Um retrocesso democrático e humanitário

  1. O cenário que resultou das últimas eleições europeias representa um retrocesso democrático e humanitário severo e deixa a União Europeia, e vários dos seus países membros, nas mãos da extrema-direita ou vinculados aos seus programas ideológicos.
  2. A representação do bloco da extrema-direita e da direita radical, conservadora e populista aumentou significativamente, o que lhe permite influenciar o discurso e forçar a imposição das suas políticas, ao mesmo tempo que garante mais financiamento para o seu projeto securitário, conservador e autoritário, de restrição de direitos e liberdades – sobretudo das mulheres, minorias e imigrantes. Um projeto assente numa ideologia de supremacia eurocêntrica, que promove e convive com preconceitos raciais e xenófobos, a propagação de ódio, a conflitualidade entre grupos sociais e que tem, como consequência, a destruição da democracia.
  3. Este crescimento da extrema-direita consolida-se também, de forma vertiginosa, dentro dos países europeus. Nestes países, uma falsa tentativa de bloqueio à extrema-direita não resultou – nem em resultados eleitorais, nem na oposição ao seu programa. A extrema-direita já se encontra no poder em Itália, está muito perto de garantir a primeira vitória em eleições legislativas em França e chegou ao segundo lugar nas eleições europeias, à frente dos sociais-democratas, na Alemanha.
  4. Portugal acompanha esta tendência.
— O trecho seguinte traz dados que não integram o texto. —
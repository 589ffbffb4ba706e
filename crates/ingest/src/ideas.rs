//! Daily post-idea generation, idempotent per calendar day.

use async_trait::async_trait;
use chrono::Utc;
use tracing::info;

use surge_core::{today_str, IdeaBatch, TargetingProfile};
use surge_store::Store;

use crate::error::IngestError;

/// Maximum ideas kept per day.
const IDEAS_PER_DAY: usize = 5;

/// Generates short post ideas for a targeting profile.
#[async_trait]
pub trait IdeaGenerator: Send + Sync {
    async fn generate(&self, profile: &TargetingProfile) -> Result<Vec<String>, IngestError>;
}

/// Generator used when no completion backend is configured. Yields
/// nothing, so the daily job surfaces "no content" as its failure.
pub struct NoIdeaGenerator;

#[async_trait]
impl IdeaGenerator for NoIdeaGenerator {
    async fn generate(&self, _profile: &TargetingProfile) -> Result<Vec<String>, IngestError> {
        Ok(Vec::new())
    }
}

/// Return today's ideas, generating and persisting them once per day.
///
/// An existing batch for today short-circuits generation entirely, so
/// repeated job runs within one day are no-ops.
pub async fn ensure_today_ideas(
    store: &dyn Store,
    generator: &dyn IdeaGenerator,
    profile: &TargetingProfile,
) -> Result<Vec<String>, IngestError> {
    let day = today_str(Utc::now());
    if let Some(existing) = store.get_ideas(&day).await {
        return Ok(existing.ideas);
    }

    let mut ideas = generator.generate(profile).await?;
    ideas.truncate(IDEAS_PER_DAY);
    if ideas.is_empty() {
        return Err(IngestError::Generation(
            "idea generation returned no content".to_string(),
        ));
    }

    store
        .put_ideas(IdeaBatch {
            day: day.clone(),
            ideas: ideas.clone(),
            generated_at: Utc::now(),
        })
        .await;
    info!(day = %day, count = ideas.len(), "daily ideas generated");
    Ok(ideas)
}

#[cfg(test)]
mod tests {
    use super::*;
    use std::sync::atomic::{AtomicUsize, Ordering};
    use surge_store::MemoryStore;

    struct FixedGenerator {
        calls: AtomicUsize,
        ideas: Vec<String>,
    }

    #[async_trait]
    impl IdeaGenerator for FixedGenerator {
        async fn generate(&self, _profile: &TargetingProfile) -> Result<Vec<String>, IngestError> {
            self.calls.fetch_add(1, Ordering::SeqCst);
            Ok(self.ideas.clone())
        }
    }

    fn profile() -> TargetingProfile {
        TargetingProfile {
            id: 1,
            name: "Default profile".to_string(),
            niche: None,
            keywords: vec![],
            watchlist: vec![],
            is_default: true,
            is_active: true,
            created_at: Utc::now(),
            updated_at: Utc::now(),
        }
    }

    #[tokio::test]
    async fn generates_once_per_day() {
        let store = MemoryStore::new();
        let generator = FixedGenerator {
            calls: AtomicUsize::new(0),
            ideas: vec!["a".to_string(), "b".to_string()],
        };

        let first = ensure_today_ideas(&store, &generator, &profile()).await.unwrap();
        let second = ensure_today_ideas(&store, &generator, &profile()).await.unwrap();
        assert_eq!(first, second);
        assert_eq!(generator.calls.load(Ordering::SeqCst), 1);
    }

    #[tokio::test]
    async fn caps_at_five_ideas() {
        let store = MemoryStore::new();
        let generator = FixedGenerator {
            calls: AtomicUsize::new(0),
            ideas: (0..8).map(|i| i.to_string()).collect(),
        };
        let ideas = ensure_today_ideas(&store, &generator, &profile()).await.unwrap();
        assert_eq!(ideas.len(), 5);
    }

    #[tokio::test]
    async fn empty_generation_is_an_error() {
        let store = MemoryStore::new();
        let generator = FixedGenerator {
            calls: AtomicUsize::new(0),
            ideas: vec![],
        };
        assert!(ensure_today_ideas(&store, &generator, &profile()).await.is_err());
    }
}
Nas eleições europeias, a extrema-direita mantêm a sua posição como terceira força política e, ainda que com menor número de votos relativamente às eleições legislativas, consegue eleger dois deputados europeus, tendo a Iniciativa Liberal eleito dois deputados e os partidos à esquerda do PS perdido dois mandatos.
  5. De forma transversal, conservadores ou sociais-democratas têm vindo consecutivamente a assumir propostas da agenda da extrema-direita, como sucedeu com o Pacto das Migrações, nos programas de vigilância militar das fronteiras da União ou dos acordos com países terceiros para criação de centos de detenção de imigrantes fora das fronteiras europeias.
  6. Foi o que aconteceu em Portugal quando, em plena campanha eleitoral para as eleições europeias, o Governo apresentou o “Plano de Ação para as Migrações”, tirando partido da intensificação de uma narrativa que criminaliza a imigração e as pessoas imigrantes e as transforma num problema de segurança e criminalidade. As medidas apresentadas, nomeadamente a revogação do mecanismo de manifestação de interesse, representam um retrocesso significativo dos mais elementares direitos das pessoas imigrantes e, ao contrário do anunciado, irão criar barreiras à sua regularização e, dessa forma, no acesso a diretos fundamentais como o direito à habitação, à saúde e ao trabalho digno.
  7. O mesmo governo, pela voz do Primeiro Ministro, escolhe para o 10 de junho uma narrativa nacionalista e securitária, um “Viva Portugal”, a “portugalidade”, e “o privilégio que é ser português”, num discurso que mistura a “imigração regulada” e a “garra lusitana” numa celebração nostálgica e colonial da “identidade portuguesa”. Um discurso que toma, mais uma vez, o partido de uma direita xenófoba, supremacista e securitária e desprotege a segurança das pessoas entendidas como intrusas dessa identidade e sem direito ao “privilégio [que decorre] de ser português”.
  8. Os próximos tempos serão muito difíceis, sobretudo para quem sofre com estas políticas e medidas concretas que delas saírem – mulheres, minorias e imigrantes.
  9. 9. Com uma guerra na Europa, um genocídio em curso na Palestina e outros vários conflitos mundiais, a realidade aproxima-se fantasmagoricamente das circunstâncias que, nos anos 30 do século XX, edificaram o fascismo e o nazismo.
  10. O SOS Racismo, em conjunto com as demais associações, nacionais e internacionais, de defesa dos direitos humanos, compromete-se com a defesa dos direitos das pessoas mais vulneráveis e no combate à extrema-direita e ao seu projeto de ódio. É pelos valores da Liberdade, da Igualdade, da Solidariedade e da Justiça que nos batemos todos os dias. Por elas e por todas as outras pessoas que escolhem a democracia, resistiremos.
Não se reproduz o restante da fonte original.